What is the number of lines in these entries that contain "bool"? State it alone.

[Records from a dataset]
== == ==

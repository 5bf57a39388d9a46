//! Supply controller.
//!
//! Sits between the bridge and the token. Only the registered bridge may mint
//! or burn, only the owner may pause. The controller owns the token and
//! forwards to it acting as its own address.

use custody_bridge_types::ControllerLog;
use custody_primitives::Address;
use custody_state::StateAccessor;
use tracing::debug;

use crate::{
    error::{AuthError, BridgeResult, ValidationError},
    members,
    output::ExecOutput,
    token,
};

fn ensure_owner(state: &impl StateAccessor, caller: &Address) -> BridgeResult<()> {
    if state.controller().owner() != caller {
        return Err(AuthError::NotOwner(*caller).into());
    }
    Ok(())
}

fn ensure_bridge(state: &impl StateAccessor, caller: &Address) -> BridgeResult<()> {
    if state.controller().bridge() != caller {
        return Err(AuthError::NotBridge(*caller).into());
    }
    Ok(())
}

/// Mints `amount` new tokens to `to`. Bridge only.
pub fn mint(
    state: &mut impl StateAccessor,
    out: &mut ExecOutput,
    caller: &Address,
    to: &Address,
    amount: u64,
) -> BridgeResult<()> {
    ensure_bridge(state, caller)?;
    if to.is_zero() {
        return Err(ValidationError::ZeroAddress.into());
    }
    let this = *state.controller().address();
    token::mint(state, out, &this, to, amount)
}

/// Burns `amount` tokens out of the controller's own custody balance. Bridge
/// only.
pub fn burn(
    state: &mut impl StateAccessor,
    out: &mut ExecOutput,
    caller: &Address,
    amount: u64,
) -> BridgeResult<()> {
    ensure_bridge(state, caller)?;
    let this = *state.controller().address();
    token::burn(state, out, &this, amount)
}

pub fn pause(
    state: &mut impl StateAccessor,
    out: &mut ExecOutput,
    caller: &Address,
) -> BridgeResult<()> {
    ensure_owner(state, caller)?;
    let this = *state.controller().address();
    token::pause(state, out, &this)?;
    out.emit_log(ControllerLog::Paused);
    debug!("token paused");
    Ok(())
}

pub fn unpause(
    state: &mut impl StateAccessor,
    out: &mut ExecOutput,
    caller: &Address,
) -> BridgeResult<()> {
    ensure_owner(state, caller)?;
    let this = *state.controller().address();
    token::unpause(state, out, &this)?;
    out.emit_log(ControllerLog::Unpaused);
    debug!("token unpaused");
    Ok(())
}

/// Records the bridge authority. Owner only.
pub fn set_bridge(
    state: &mut impl StateAccessor,
    out: &mut ExecOutput,
    caller: &Address,
    bridge: Address,
) -> BridgeResult<()> {
    ensure_owner(state, caller)?;
    if bridge.is_zero() {
        return Err(ValidationError::ZeroAddress.into());
    }
    state.controller_mut().set_bridge(bridge);
    out.emit_log(ControllerLog::BridgeSet { bridge });
    debug!(%bridge, "bridge set");
    Ok(())
}

/// Always fails. Without an owner the bridge authority could never be
/// changed again.
pub fn renounce_ownership(_state: &impl StateAccessor, _caller: &Address) -> BridgeResult<()> {
    Err(AuthError::RenounceDisabled.into())
}

pub fn is_custodian(state: &impl StateAccessor, addr: &Address) -> bool {
    members::is_custodian(state, addr)
}

pub fn is_broker(state: &impl StateAccessor, addr: &Address) -> bool {
    members::is_broker(state, addr)
}

/// Address of the wrapped token.
pub fn token(state: &impl StateAccessor) -> Address {
    *state.controller().token()
}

== == ==

TASK OUTPUT: 2